Image stephen lam  Getty Images Image stephen lam Getty Images
Garry Little | 07 September, 2017, 01:28

An internal Facebook investigation has found it is "likely" Russian operatives spent $100,000 on ads with "divisive messages" between June 2015 and May 2017.

Through a broad search, Facebook found Russian Federation linked accounts bought approximately $50,000 in potentially politically related ad spending on roughly 2,200 ads.

Following its April post-mortem on its platform's role in the 2016 US presidential election, Facebook is out with some juicy new details.

Some of the 3,300 ads, which first appeared in the summer of 2015, named eventual nominees Donald Trump and Hillary Clinton by name, the paper said.

The tech firm shut down these accounts and pages and have shared its findings with US authorities.

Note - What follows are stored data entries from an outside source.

//! Tests for core error types

use processmap::core::DiagramError;

#[test]
fn test_invalid_argument() {
    let error = DiagramError::invalid_argument("width must be finite");
    let error_msg = format!("{}", error);
    assert!(error_msg.contains("Invalid argument"));
    assert!(error_msg.contains("width must be finite"));
    assert!(error.is_invalid_argument());
    assert!(!error.is_malformed_input());
}

#[test]
fn test_malformed_input() {
    let error = DiagramError::malformed_input("no <diagram> element found");
    assert_eq!(
        error.to_string(),
        "Malformed input: no <diagram> element found"
    );
    assert!(error.is_malformed_input());
}

#[test]
fn test_unknown_notation() {
    let error = DiagramError::unknown_notation("uml");
    let error_msg = format!("{}", error);
    assert!(error_msg.contains("Unknown notation"));
    assert!(error_msg.contains("uml"));
}

#[test]
fn test_unknown_stencil() {
    let error = DiagramError::unknown_stencil("epc", "swimlane");
    assert_eq!(
        error.to_string(),
        "Unknown stencil 'swimlane' for notation epc"
    );
}

#[test]
fn test_render_error() {
    let error = DiagramError::render_error("Render failed");
    let error_msg = format!("{}", error);
    assert!(error_msg.contains("Render error"));
    assert!(error_msg.contains("Render failed"));
}

#[test]
fn test_config_error() {
    let error = DiagramError::config_error("expected a table");
    assert_eq!(error.to_string(), "Configuration error: expected a table");
}

#[test]
fn test_serialization_error() {
    let json_err = serde_json::from_str::<serde_json::Value>("{").unwrap_err();
    let error: DiagramError = json_err.into();
    assert!(format!("{}", error).contains("Serialization error"));
}

#[test]
fn test_io_error() {
    use std::io;
    let io_err = io::Error::new(io::ErrorKind::NotFound, "File not found");
    let error: DiagramError = io_err.into();
    let error_msg = format!("{}", error);
    assert!(error_msg.contains("IO error"));
    assert!(error_msg.contains("File not found"));
}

Alex Stamos, Facebook's chief security officer, made the revelation in a blog post Wednesday. According to the Post, Facebook has told U.S. congressional investigators that it sold the ads to a "Russian troll farm" that has a history of "pro-Kremlin" propaganda.

For its part, Facebook has been acting on the results of its internal audit examining the ways its platform may have been exploited in the 2016 USA election.

As well as the politically-related posts, the company had investigated ads that focused on social messages.

Mr. Stamos said Facebook is cooperating with the investigations.

The acknowledgment by Facebook follows months of criticism that the social media company served as a platform for the spread of false information before the November election.

A Facebook employee said Wednesday that there were unspecified connections between the divisive ads and a well-known Russian "troll factory" in St. Petersburg that publishes comments on social media.

"We know we have to stay vigilant to keep ahead of people who try to misuse our platform", Stamos said.